In the backdrop, too much so, the climate crisis sizzles along. 2026 setting up to be hottest year on record after a series of record or near record years. Winter Arctic icepack at the lowest extent before melt season. An El Nino some scientists fear may be the hottest in history, disrupting weather patterns around the world. Shutdown of the North Atlantic circulation seen as increasingly probable, spelling climate chaos around the world. And climate is only one element of an overall global ecological crisis in which multiple planetary boundaries are being breached, making the planet less habitable overall for humanity and all forms of life.
Piling on top of that is the rise of AI and the surveillance state led by Bond-villain-level techlords running corporations such as Palantir. We question who will have a job in a few years, even as wealth increasingly flows to the very top, leaving most behind. Just affording the basics of life is becoming difficult, verging on impossible, for growing numbers.
These are only the highlights of a world seemingly headed for apocalyptic outcomes. Yet if each individual crisis is wrapped in what appears to be irresolvable complexity, there is a common element in all of this. The global political crisis, the ecological crisis, the social-economic crisis, have a singular root – failure to recognize the common good and pursue it as the top priority. Nations, political and economic institutions, and powerful individuals pursue their own interests in a predatory manner, with little regard for the greater whole.
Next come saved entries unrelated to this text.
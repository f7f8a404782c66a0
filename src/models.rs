use chrono::{DateTime, Utc};
use serde::{Deserialize, Serialize};
use sqlx::FromRow;
use ts_rs::TS;
use utoipa::ToSchema;
use uuid::Uuid;

// --- Status & Role Vocabularies ---

/// Role
///
/// The RBAC field on a user account. Role is mutable only through the
/// reporter-request approval transition (user -> reporter); admin accounts
/// are provisioned out of band.
#[derive(Debug, Clone, Copy, PartialEq, Eq, Serialize, Deserialize, TS, ToSchema, Default)]
#[serde(rename_all = "lowercase")]
#[ts(export)]
pub enum Role {
    #[default]
    User,
    Reporter,
    Admin,
}

impl Role {
    pub fn as_str(&self) -> &'static str {
        match self {
            Self::User => "user",
            Self::Reporter => "reporter",
            Self::Admin => "admin",
        }
    }
}

impl std::fmt::Display for Role {
    fn fmt(&self, f: &mut std::fmt::Formatter<'_>) -> std::fmt::Result {
        f.write_str(self.as_str())
    }
}

impl TryFrom<String> for Role {
    type Error = String;

    fn try_from(value: String) -> Result<Self, Self::Error> {
        match value.as_str() {
            "user" => Ok(Self::User),
            "reporter" => Ok(Self::Reporter),
            "admin" => Ok(Self::Admin),
            other => Err(format!("unknown role: {other}")),
        }
    }
}

/// NewsStatus
///
/// The moderation lifecycle of a news item. New submissions start `pending`
/// unless the author is an admin (admin submissions bypass moderation and
/// start `approved`). Only admin action moves an item to `approved` or
/// `rejected`; there is no path back to `pending`.
#[derive(Debug, Clone, Copy, PartialEq, Eq, Serialize, Deserialize, TS, ToSchema, Default)]
#[serde(rename_all = "lowercase")]
#[ts(export)]
pub enum NewsStatus {
    #[default]
    Pending,
    Approved,
    Rejected,
}

impl NewsStatus {
    pub fn as_str(&self) -> &'static str {
        match self {
            Self::Pending => "pending",
            Self::Approved => "approved",
            Self::Rejected => "rejected",
        }
    }
}

impl std::fmt::Display for NewsStatus {
    fn fmt(&self, f: &mut std::fmt::Formatter<'_>) -> std::fmt::Result {
        f.write_str(self.as_str())
    }
}
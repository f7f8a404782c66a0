//! The moderation and role-elevation state machines.
//!
//! Transitions here compute the next state of an entity and validate their
//! preconditions; persistence happens afterwards through the repository, so
//! a failed transition never touches the store. Capability checks run
//! before any function in this module is called (see [`crate::policy`]).

use crate::{
    auth::AuthUser,
    error::ApiError,
    models::{NewsItem, NewsStatus, ReporterApplication, ReporterRequest, RequestStatus, Role},
};

/// initial_news_status
///
/// Admin submissions bypass moderation entirely and start `approved`;
/// everything else starts `pending`. This is an initial-state rule, not a
/// transition.
pub fn initial_news_status(author: &AuthUser) -> NewsStatus {
    if author.role == Role::Admin {
        NewsStatus::Approved
    } else {
        NewsStatus::Pending
    }
}

/// approve
///
/// Moves an item to `approved` from any prior state and clears the
/// rejection reason, including when re-approving a previously rejected
/// item. Calling on an already-approved item is allowed and leaves the
/// observable state unchanged.
pub fn approve(item: &mut NewsItem) {
    item.status = NewsStatus::Approved;
    item.rejection_reason.clear();
}

/// reject
///
/// Moves an item to `rejected` from any prior state, recording the reason.
/// An empty reason is a `ValidationError` and the item is left untouched.
pub fn reject(item: &mut NewsItem, reason: &str) -> Result<(), ApiError> {
    if reason.trim().is_empty() {
        return Err(ApiError::validation("Rejection reason is required."));
    }
    item.status = NewsStatus::Rejected;
    item.rejection_reason = reason.to_string();
    Ok(())
}

/// check_reporter_application
///
/// Preconditions for submitting a reporter request. Only `user`-role
/// accounts may apply; an existing request blocks a new one, with the
/// conflict message depending on its status. A rejected applicant stays
/// blocked permanently.
pub fn check_reporter_application(
    caller: &AuthUser,
    existing: Option<&ReporterRequest>,
    details: &ReporterApplication,
) -> Result<(), ApiError> {
    if caller.role != Role::User {
        return Err(ApiError::validation(
            "Only users can apply to become a reporter.",
        ));
    }
    if let Some(request) = existing {
        return Err(match request.status {
            RequestStatus::Pending => {
                ApiError::conflict("You already have a pending reporter request.")
            }
            RequestStatus::Approved => {
                ApiError::conflict("You are already approved as a reporter.")
            }
            RequestStatus::Rejected => {
                ApiError::conflict("Your request was rejected. Please contact admin.")
            }
        });
    }
    if details.phone_number.trim().is_empty() {
        return Err(ApiError::validation("Phone number is required."));
    }
    Ok(())
}
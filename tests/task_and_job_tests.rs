//! Handler-level tests for task assignment and the job board.

mod common;

use axum::Json;
use axum::extract::{Path, State};
use axum::http::StatusCode;
use common::{InMemoryRepo, test_state};
use newsdesk::{
    ApiError, handlers,
    models::{
        ApplicationStatus, CreateJobRequest, CreateTaskRequest, JobApplicationRequest, Role,
        TaskStatus, UpdateApplicationStatusRequest, UpdateTaskStatusRequest,
    },
};
use std::sync::Arc;

fn job_payload() -> CreateJobRequest {
    CreateJobRequest {
        title: "Staff photographer".to_string(),
        description: "Full-time newsroom photographer.".to_string(),
        requirements: "Portfolio required.".to_string(),
        location: "Limerick".to_string(),
        company: "Newsdesk Media".to_string(),
        posted_by: "HR".to_string(),
    }
}

#[tokio::test]
async fn assignee_advances_their_task_but_strangers_cannot() {
    let repo = Arc::new(InMemoryRepo::new());
    let assignee = repo.seed_user(Role::Reporter);
    let other = repo.seed_user(Role::Reporter);
    let task = repo.seed_task(assignee.id);
    let state = test_state(repo.clone());

    // A reporter who is not the assignee is refused, task unchanged.
    let err = handlers::update_task_by_reporter(
        other,
        State(state.clone()),
        Path(task.id),
        Json(UpdateTaskStatusRequest {
            status: TaskStatus::InProgress,
        }),
    )
    .await
    .unwrap_err();
    assert!(matches!(err, ApiError::Authorization(_)));

    let Json(mine) = handlers::get_reporter_tasks(assignee.clone(), State(state.clone()))
        .await
        .unwrap();
    assert_eq!(mine[0].status, TaskStatus::Pending);

    // The assignee advances it.
    let Json(updated) = handlers::update_task_by_reporter(
        assignee,
        State(state),
        Path(task.id),
        Json(UpdateTaskStatusRequest {
            status: TaskStatus::InProgress,
        }),
    )
    .await
    .unwrap();
    assert_eq!(updated.status, TaskStatus::InProgress);
}

#[tokio::test]
async fn admin_bypasses_the_assignee_check() {
    let repo = Arc::new(InMemoryRepo::new());
    let admin = repo.seed_user(Role::Admin);
    let assignee = repo.seed_user(Role::Reporter);
    let task = repo.seed_task(assignee.id);
    let state = test_state(repo);

    let Json(updated) = handlers::admin_update_task_status(
        admin,
        State(state),
        Path(task.id),
        Json(UpdateTaskStatusRequest {
            status: TaskStatus::Completed,
        }),
    )
    .await
    .unwrap();
    assert_eq!(updated.status, TaskStatus::Completed);
}

#[tokio::test]
async fn task_creation_is_admin_only_and_validates_title() {
    let repo = Arc::new(InMemoryRepo::new());
    let admin = repo.seed_user(Role::Admin);
    let reporter = repo.seed_user(Role::Reporter);
    let state = test_state(repo);

    let payload = CreateTaskRequest {
        title: String::new(),
        description: None,
        assigned_to: reporter.id,
    };
    let err = handlers::create_task(admin.clone(), State(state.clone()), Json(payload))
        .await
        .unwrap_err();
    assert!(matches!(err, ApiError::Validation(_)));

    let payload = CreateTaskRequest {
        title: "Interview the mayor".to_string(),
        description: Some("Before Friday.".to_string()),
        assigned_to: reporter.id,
    };
    let err = handlers::create_task(reporter.clone(), State(state.clone()), Json(payload.clone()))
        .await
        .unwrap_err();
    assert!(matches!(err, ApiError::Authorization(_)));

    let (status, Json(task)) = handlers::create_task(admin, State(state), Json(payload))
        .await
        .unwrap();
    assert_eq!(status, StatusCode::CREATED);
    assert_eq!(task.status, TaskStatus::Pending);
    assert_eq!(task.assigned_to, reporter.id);
}

#[tokio::test]
async fn reporters_see_only_their_own_tasks() {
    let repo = Arc::new(InMemoryRepo::new());
    let first = repo.seed_user(Role::Reporter);
    let second = repo.seed_user(Role::Reporter);
    repo.seed_task(first.id);
    repo.seed_task(first.id);
    repo.seed_task(second.id);
    let state = test_state(repo);

    let Json(tasks) = handlers::get_reporter_tasks(first.clone(), State(state))
        .await
        .unwrap();
    assert_eq!(tasks.len(), 2);
    assert!(tasks.iter().all(|t| t.assigned_to == first.id));
}

#[tokio::test]
async fn job_postings_require_every_field() {
    let repo = Arc::new(InMemoryRepo::new());
    let admin = repo.seed_user(Role::Admin);
    let state = test_state(repo);

    let mut incomplete = job_payload();
    incomplete.company = String::new();
    let err = handlers::create_job(admin.clone(), State(state.clone()), Json(incomplete))
        .await
        .unwrap_err();
    assert!(matches!(err, ApiError::Validation(_)));

    let (status, Json(job)) = handlers::create_job(admin, State(state.clone()), Json(job_payload()))
        .await
        .unwrap();
    assert_eq!(status, StatusCode::CREATED);

    // The board is public.
    let Json(jobs) = handlers::list_jobs(State(state)).await;
    assert_eq!(jobs.len(), 1);
    assert_eq!(jobs[0].id, job.id);
}

#[tokio::test]
async fn application_accepts_link_or_uploaded_resume_but_not_neither() {
    let repo = Arc::new(InMemoryRepo::new());
    let admin = repo.seed_user(Role::Admin);
    let applicant = repo.seed_user(Role::User);
    let state = test_state(repo);

    let (_, Json(job)) = handlers::create_job(admin.clone(), State(state.clone()), Json(job_payload()))
        .await
        .unwrap();

    let payload = JobApplicationRequest {
        applicant_name: "Dana Scully".to_string(),
        applicant_email: "dana@example.com".to_string(),
        resume: None,
        resume_key: None,
    };
    let err = handlers::apply_for_job(
        applicant.clone(),
        State(state.clone()),
        Path(job.id),
        Json(payload),
    )
    .await
    .unwrap_err();
    assert!(matches!(err, ApiError::Validation(_)));

    // An uploaded object key takes precedence over a link.
    let payload = JobApplicationRequest {
        applicant_name: "Dana Scully".to_string(),
        applicant_email: "dana@example.com".to_string(),
        resume: Some("https://example.com/cv.pdf".to_string()),
        resume_key: Some("uploads/cv.pdf".to_string()),
    };
    let (status, Json(application)) = handlers::apply_for_job(
        applicant,
        State(state.clone()),
        Path(job.id),
        Json(payload),
    )
    .await
    .unwrap();
    assert_eq!(status, StatusCode::CREATED);
    assert_eq!(application.status, ApplicationStatus::Pending);
    assert_eq!(application.resume, "uploads/cv.pdf");

    // Admin review moves it to Approved (capitalised vocabulary).
    let Json(reviewed) = handlers::update_application_status(
        admin,
        State(state),
        Path(application.id),
        Json(UpdateApplicationStatusRequest {
            status: ApplicationStatus::Approved,
        }),
    )
    .await
    .unwrap();
    assert_eq!(reviewed.status, ApplicationStatus::Approved);
}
So the ecological commons is polluted and torn up. The atmosphere is made a dump for the spew of industrial civilization. The survival interests nations have in cooperation and peace are ignored in favor of foolish competitions led by national security elites, even as Skynet-like robotic weapons emerge. Corporations and oligarchs pursue their own profit and wealth no matter what the cost to society, while more people are kicked off the bus and to the streets.
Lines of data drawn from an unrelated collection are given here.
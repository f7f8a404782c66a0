use crate::models::{
    AdminDashboardStats, ApplicationStatus, Comment, ContactMessage, ContactRequest,
    CreateJobRequest, CreateNewsRequest, CreateTaskRequest, Job, JobApplication, NewUser, NewsItem,
    NewsStatus, ReporterApplication, ReporterRequest, RequestStatus, Role, SiteConfig, Task,
    TaskStatus, UpdateNewsRequest, UpdateSiteConfigRequest, User, UserProfile,
};
use async_trait::async_trait;
use sqlx::{PgPool, query_builder::QueryBuilder};
use std::sync::Arc;
use uuid::Uuid;

/// Repository
///
/// Abstract contract for all persistence operations. Handlers depend only
/// on this trait, so the Postgres implementation can be replaced by an
/// in-memory double in tests.
///
/// Mutating methods return `Option`/`bool` rather than raw driver errors:
/// a `None`/`false` means the row did not exist (or the write failed, in
/// which case the error has already been logged). The state machines in
/// `moderation` decide *what* to write; this layer only persists.
#[async_trait]
pub trait Repository: Send + Sync {
    // --- Users ---
    async fn create_user(&self, user: NewUser) -> Option<User>;
    async fn get_user(&self, id: Uuid) -> Option<User>;
    async fn find_user_by_email(&self, email: &str) -> Option<User>;
    async fn list_users(&self) -> Vec<UserProfile>;

    // --- News ---
    // Initial status is decided by the moderation module, not here.
    async fn create_news(
        &self,
        req: CreateNewsRequest,
        author: Uuid,
        status: NewsStatus,
    ) -> Option<NewsItem>;
    /// Public listing: only approved items, newest first.
    async fn list_approved_news(&self, category: Option<String>) -> Vec<NewsItem>;
    async fn list_news_by_author(&self, author: Uuid) -> Vec<NewsItem>;
    /// Admin listing: every item regardless of status.
    async fn list_all_news(&self) -> Vec<NewsItem>;
    /// Retrieval without a visibility check; the caller applies the policy.
    async fn get_news(&self, id: Uuid) -> Option<NewsItem>;
    async fn update_news(&self, id: Uuid, req: UpdateNewsRequest) -> Option<NewsItem>;
    /// Persists a moderation transition. Last write wins: there is no
    /// version check, so concurrent transitions race freely.
    async fn set_news_status(
        &self,
        id: Uuid,
        status: NewsStatus,
        rejection_reason: String,
    ) -> Option<NewsItem>;
    async fn delete_news(&self, id: Uuid) -> bool;

    // --- Comments ---
    async fn add_comment(&self, news_id: Uuid, user_id: Uuid, text: String) -> Option<Comment>;
    async fn get_comments(&self, news_id: Uuid) -> Vec<Comment>;

    // --- Reporter Requests ---
    async fn create_reporter_request(
        &self,
        user_id: Uuid,
        details: ReporterApplication,
    ) -> Option<ReporterRequest>;
    /// Uniqueness lookup backing the one-request-per-user rule.
    async fn get_request_for_user(&self, user_id: Uuid) -> Option<ReporterRequest>;
    async fn list_reporter_requests(&self, status: Option<RequestStatus>) -> Vec<ReporterRequest>;
    /// Grants the reporter role and marks the request approved in a single
    /// transaction, so the two writes cannot diverge.
    async fn approve_reporter_request(&self, id: Uuid) -> Option<ReporterRequest>;
    /// Marks the request rejected; the user's role is left unchanged.
    async fn reject_reporter_request(&self, id: Uuid) -> Option<ReporterRequest>;
    async fn delete_reporter_request(&self, id: Uuid) -> bool;

    // --- Tasks ---
    async fn create_task(&self, req: CreateTaskRequest) -> Option<Task>;
    async fn list_tasks(&self) -> Vec<Task>;
    async fn list_tasks_for(&self, assigned_to: Uuid) -> Vec<Task>;
    async fn get_task(&self, id: Uuid) -> Option<Task>;
    async fn set_task_status(&self, id: Uuid, status: TaskStatus) -> Option<Task>;
    async fn delete_task(&self, id: Uuid) -> bool;

    // --- Jobs & Applications ---
    async fn create_job(&self, req: CreateJobRequest) -> Option<Job>;
    async fn list_jobs(&self) -> Vec<Job>;
    async fn update_job(&self, id: Uuid, req: CreateJobRequest) -> Option<Job>;
    async fn delete_job(&self, id: Uuid) -> bool;
    async fn create_application(
        &self,
        job_id: Uuid,
        applicant_name: String,
        applicant_email: String,
        resume: String,
    ) -> Option<JobApplication>;
    async fn list_applications(&self) -> Vec<JobApplication>;
    async fn set_application_status(
        &self,
        id: Uuid,
        status: ApplicationStatus,
    ) -> Option<JobApplication>;
    async fn delete_application(&self, id: Uuid) -> bool;

    // --- Contact Messages ---
    async fn create_message(&self, req: ContactRequest) -> Option<ContactMessage>;
    async fn list_messages(&self) -> Vec<ContactMessage>;
    async fn delete_message(&self, id: Uuid) -> bool;

    // --- Site Config ---
    /// Returns the singleton config, creating it with defaults on first read.
    async fn get_site_config(&self) -> SiteConfig;
    async fn update_site_config(&self, req: UpdateSiteConfigRequest) -> SiteConfig;

    // --- Dashboard ---
    async fn get_stats(&self) -> AdminDashboardStats;
}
This points the way toward the common solution for our converging crises. We must re-focus the common good. We must re-create the commons in our economies, societies and political institutions, and seek the social and political levels at which the common good can most feasibly be realized. In a paradoxical way, this might mean dissolving larger structures that pose impediments to the process. That plays into the larger political questions facing the U.S. and the world.
Toward a Declaration of Interdependence
In my most recent post, I called for a Declaration of Moral Independence from Empire. To say we can no longer affiliate with the increasingly visible evils of empire, with its corruptions, exploitations, wars and genocides. In this is a recognition that the global structure of empire extending its tentacles in all corners of the world acts as an obstacle to the common good. In fact, because empire concentrates power in the hands of the relative few at the expense of the many, it is really the opposite of the common good.
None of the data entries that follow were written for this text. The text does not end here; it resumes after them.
#[async_trait]
impl Repository for InMemoryRepo {
    // --- Users ---

    async fn create_user(&self, user: NewUser) -> Option<User> {
        let record = User {
            id: Uuid::new_v4(),
            username: user.username,
            email: user.email,
            password_hash: user.password_hash,
            role: user.role,
            bio: user.bio,
        };
        self.store
            .lock()
            .unwrap()
            .users
            .insert(record.id, record.clone());
        Some(record)
    }

    async fn get_user(&self, id: Uuid) -> Option<User> {
        self.store.lock().unwrap().users.get(&id).cloned()
    }

    async fn find_user_by_email(&self, email: &str) -> Option<User> {
        self.store
            .lock()
            .unwrap()
            .users
            .values()
            .find(|u| u.email == email)
            .cloned()
    }

    async fn list_users(&self) -> Vec<UserProfile> {
        self.store
            .lock()
            .unwrap()
            .users
            .values()
            .cloned()
            .map(UserProfile::from)
            .collect()
    }

    // --- News ---

    async fn create_news(
        &self,
        req: CreateNewsRequest,
        author: Uuid,
        status: NewsStatus,
    ) -> Option<NewsItem> {
        let item = NewsItem {
            id: Uuid::new_v4(),
            title: req.title,
            description: req.description,
            author,
            author_name: None,
            category: req.category.unwrap_or_else(|| "General".to_string()),
            image: req.image_key.unwrap_or_default(),
            video: req.video_key.unwrap_or_default(),
            youtube_link: req.youtube_link.unwrap_or_default(),
            status,
            rejection_reason: String::new(),
            created_at: Utc::now(),
            updated_at: Utc::now(),
        };
        self.store
            .lock()
            .unwrap()
            .news
            .insert(item.id, item.clone());
        Some(item)
    }

    async fn list_approved_news(&self, category: Option<String>) -> Vec<NewsItem> {
        let mut items: Vec<NewsItem> = self
            .store
            .lock()
            .unwrap()
            .news
            .values()
            .filter(|n| n.status == NewsStatus::Approved)
            .filter(|n| category.as_ref().is_none_or(|c| &n.category == c))
            .cloned()
            .collect();
        items.sort_by(|a, b| b.created_at.cmp(&a.created_at));
        items
    }

    async fn list_news_by_author(&self, author: Uuid) -> Vec<NewsItem> {
        let mut items: Vec<NewsItem> = self
            .store
            .lock()
            .unwrap()
            .news
            .values()
            .filter(|n| n.author == author)
            .cloned()
            .collect();
        items.sort_by(|a, b| b.created_at.cmp(&a.created_at));
        items
    }

    async fn list_all_news(&self) -> Vec<NewsItem> {
        let mut items: Vec<NewsItem> =
            self.store.lock().unwrap().news.values().cloned().collect();
        items.sort_by(|a, b| b.created_at.cmp(&a.created_at));
        items
    }

    async fn get_news(&self, id: Uuid) -> Option<NewsItem> {
        self.store.lock().unwrap().news.get(&id).cloned()
    }

    async fn update_news(&self, id: Uuid, req: UpdateNewsRequest) -> Option<NewsItem> {
        let mut store = self.store.lock().unwrap();
        let item = store.news.get_mut(&id)?;
        item.title = req.title;
        item.description = req.description;
        item.category = req.category.unwrap_or_else(|| "General".to_string());
        if let Some(link) = req.youtube_link {
            item.youtube_link = link;
        }
        if let Some(image) = req.image_key {
            item.image = image;
        }
        if let Some(video) = req.video_key {
            item.video = video;
        }
        item.updated_at = Utc::now();
        Some(item.clone())
    }

    async fn set_news_status(
        &self,
        id: Uuid,
        status: NewsStatus,
        rejection_reason: String,
    ) -> Option<NewsItem> {
        let mut store = self.store.lock().unwrap();
        let item = store.news.get_mut(&id)?;
        item.status = status;
        item.rejection_reason = rejection_reason;
        item.updated_at = Utc::now();
        Some(item.clone())
    }

    async fn delete_news(&self, id: Uuid) -> bool {
        self.store.lock().unwrap().news.remove(&id).is_some()
    }

    // --- Comments ---

    async fn add_comment(&self, news_id: Uuid, user_id: Uuid, text: String) -> Option<Comment> {
        let mut store = self.store.lock().unwrap();
        let author_name = store.users.get(&user_id).map(|u| u.username.clone());
        let comment = Comment {
            id: Uuid::new_v4(),
            news_id,
            user_id,
            text,
            author_name,
            created_at: Utc::now(),
        };
        store.comments.insert(comment.id, comment.clone());
        Some(comment)
    }

    async fn get_comments(&self, news_id: Uuid) -> Vec<Comment> {
        let mut comments: Vec<Comment> = self
            .store
            .lock()
            .unwrap()
            .comments
            .values()
            .filter(|c| c.news_id == news_id)
            .cloned()
            .collect();
        comments.sort_by(|a, b| b.created_at.cmp(&a.created_at));
        comments
    }

    // --- Reporter Requests ---

    async fn create_reporter_request(
        &self,
        user_id: Uuid,
        details: ReporterApplication,
    ) -> Option<ReporterRequest> {
        let request = ReporterRequest {
            id: Uuid::new_v4(),
            user_id,
            username: None,
            status: RequestStatus::Pending,
            phone_number: details.phone_number,
            reason: details.reason.unwrap_or_default(),
            experience: details.experience.unwrap_or_default(),
            area_of_interest: details.area_of_interest.unwrap_or_default(),
            location: details.location.unwrap_or_default(),
            created_at: Utc::now(),
        };
        self.store
            .lock()
            .unwrap()
            .requests
            .insert(request.id, request.clone());
        Some(request)
    }

    async fn get_request_for_user(&self, user_id: Uuid) -> Option<ReporterRequest> {
        self.store
            .lock()
            .unwrap()
            .requests
            .values()
            .find(|r| r.user_id == user_id)
            .cloned()
    }

    async fn list_reporter_requests(&self, status: Option<RequestStatus>) -> Vec<ReporterRequest> {
        self.store
            .lock()
            .unwrap()
            .requests
            .values()
            .filter(|r| status.is_none_or(|s| r.status == s))
            .cloned()
            .collect()
    }

    async fn approve_reporter_request(&self, id: Uuid) -> Option<ReporterRequest> {
        // Mirrors the transactional Postgres path: both writes or neither.
        let mut store = self.store.lock().unwrap();
        let user_id = store.requests.get(&id)?.user_id;
        if let Some(user) = store.users.get_mut(&user_id) {
            user.role = Role::Reporter;
        }
        let request = store.requests.get_mut(&id)?;
        request.status = RequestStatus::Approved;
        Some(request.clone())
    }

    async fn reject_reporter_request(&self, id: Uuid) -> Option<ReporterRequest> {
        let mut store = self.store.lock().unwrap();
        let request = store.requests.get_mut(&id)?;
        request.status = RequestStatus::Rejected;
        Some(request.clone())
    }

    async fn delete_reporter_request(&self, id: Uuid) -> bool {
        self.store.lock().unwrap().requests.remove(&id).is_some()
    }

    // --- Tasks ---

    async fn create_task(&self, req: CreateTaskRequest) -> Option<Task> {
        let task = Task {
            id: Uuid::new_v4(),
            title: req.title,
            description: req.description.unwrap_or_default(),
            assigned_to: req.assigned_to,
            status: TaskStatus::Pending,
            created_at: Utc::now(),
        };
        self.store
            .lock()
            .unwrap()
            .tasks
            .insert(task.id, task.clone());
        Some(task)
    }

    async fn list_tasks(&self) -> Vec<Task> {
        self.store.lock().unwrap().tasks.values().cloned().collect()
    }

    async fn list_tasks_for(&self, assigned_to: Uuid) -> Vec<Task> {
        self.store
            .lock()
            .unwrap()
            .tasks
            .values()
            .filter(|t| t.assigned_to == assigned_to)
            .cloned()
            .collect()
    }

    async fn get_task(&self, id: Uuid) -> Option<Task> {
        self.store.lock().unwrap().tasks.get(&id).cloned()
    }

    async fn set_task_status(&self, id: Uuid, status: TaskStatus) -> Option<Task> {
        let mut store = self.store.lock().unwrap();
        let task = store.tasks.get_mut(&id)?;
        task.status = status;
        Some(task.clone())
    }

    async fn delete_task(&self, id: Uuid) -> bool {
        self.store.lock().unwrap().tasks.remove(&id).is_some()
    }

    // --- Jobs & Applications ---

    async fn create_job(&self, req: CreateJobRequest) -> Option<Job> {
        let job = Job {
            id: Uuid::new_v4(),
            title: req.title,
            description: req.description,
            requirements: req.requirements,
            location: req.location,
            company: req.company,
            posted_by: req.posted_by,
            created_at: Utc::now(),
        };
        self.store.lock().unwrap().jobs.insert(job.id, job.clone());
        Some(job)
    }

    async fn list_jobs(&self) -> Vec<Job> {
        self.store.lock().unwrap().jobs.values().cloned().collect()
    }

    async fn update_job(&self, id: Uuid, req: CreateJobRequest) -> Option<Job> {
        let mut store = self.store.lock().unwrap();
        let job = store.jobs.get_mut(&id)?;
        job.title = req.title;
        job.description = req.description;
        job.requirements = req.requirements;
        job.location = req.location;
        job.company = req.company;
        job.posted_by = req.posted_by;
        Some(job.clone())
    }

    async fn delete_job(&self, id: Uuid) -> bool {
        self.store.lock().unwrap().jobs.remove(&id).is_some()
    }

    async fn create_application(
        &self,
        job_id: Uuid,
        applicant_name: String,
        applicant_email: String,
        resume: String,
    ) -> Option<JobApplication> {
        let application = JobApplication {
            id: Uuid::new_v4(),
            job_id,
            job_title: None,
            applicant_name,
            applicant_email,
            resume,
            status: ApplicationStatus::Pending,
            created_at: Utc::now(),
        };
        self.store
            .lock()
            .unwrap()
            .applications
            .insert(application.id, application.clone());
        Some(application)
    }

    async fn list_applications(&self) -> Vec<JobApplication> {
        self.store
            .lock()
            .unwrap()
            .applications
            .values()
            .cloned()
            .collect()
    }

    async fn set_application_status(
        &self,
        id: Uuid,
        status: ApplicationStatus,
    ) -> Option<JobApplication> {
        let mut store = self.store.lock().unwrap();
        let application = store.applications.get_mut(&id)?;
        application.status = status;
        Some(application.clone())
    }

    async fn delete_application(&self, id: Uuid) -> bool {
        self.store.lock().unwrap().applications.remove(&id).is_some()
    }

    // --- Contact Messages ---

    async fn create_message(&self, req: ContactRequest) -> Option<ContactMessage> {
        let message = ContactMessage {
            id: Uuid::new_v4(),
            name: req.name,
            email: req.email,
            message: req.message,
            created_at: Utc::now(),
        };
        self.store
            .lock()
            .unwrap()
            .messages
            .insert(message.id, message.clone());
        Some(message)
    }

    async fn list_messages(&self) -> Vec<ContactMessage> {
        self.store
            .lock()
            .unwrap()
            .messages
            .values()
            .cloned()
            .collect()
    }

    async fn delete_message(&self, id: Uuid) -> bool {
        self.store.lock().unwrap().messages.remove(&id).is_some()
    }

    // --- Site Config ---

    async fn get_site_config(&self) -> SiteConfig {
        let mut store = self.store.lock().unwrap();
        store
            .site_config
            .get_or_insert_with(SiteConfig::default)
            .clone()
    }

    async fn update_site_config(&self, req: UpdateSiteConfigRequest) -> SiteConfig {
        let mut store = self.store.lock().unwrap();
        let config = store.site_config.get_or_insert_with(SiteConfig::default);
        if let Some(image) = req.hero_image_key {
            config.hero_image = image;
        }
        if let Some(headline) = req.hero_headline {
            config.hero_headline = headline;
        }
        if let Some(subheading) = req.hero_subheading {
            config.hero_subheading = subheading;
        }
        if let Some(text) = req.hero_cta_text {
            config.hero_cta_text = text;
        }
        if let Some(link) = req.hero_cta_link {
            config.hero_cta_link = link;
        }
        config.clone()
    }

    // --- Dashboard ---

    async fn get_stats(&self) -> AdminDashboardStats {
        let store = self.store.lock().unwrap();
        AdminDashboardStats {
            total_users: store.users.len() as i64,
            total_news: store.news.len() as i64,
            pending_news: store
                .news
                .values()
                .filter(|n| n.status == NewsStatus::Pending)
                .count() as i64,
            reporter_requests: store.requests.len() as i64,
            total_jobs: store.jobs.len() as i64,
            total_applications: store.applications.len() as i64,
            total_messages: store.messages.len() as i64,
        }
    }
}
Increasingly, confronted with the lock powerful interests have on the federal government of the U.S., and the deep corruption that possesses federal institutions, people are asking if we might better pursue the common good in different political forms. The new Supreme Court decision gutting the Voting Rights Act and opening the way to Jim Crow congressional redistricting only adds to this sense. Ideas of independence for states such as California, historic regions such as New England, and bioregions such as Cascadia are discussed with a seriousness that was not conceivable a few years back. A nation that could elect Donald Trump twice does not, in the eyes of many, seem to have a united future. Trump has unleashed centrifugal tendencies on the left. If the Democrats sweep back to power, similar tendencies will surge on the right, led by states such as Texas where ideas of secession are strong.
The question through which all efforts must be filtered is interdependence. This is the very root of the common good, a recognition we all need each other. We live in a world of interconnected systems. When they are disrupted, people suffer and die, as we are learning with the Hormuz crisis. I fear most of us have no comprehension of the global food crisis that loss of fertilizer will cause, even as El Nino is disrupting harvests.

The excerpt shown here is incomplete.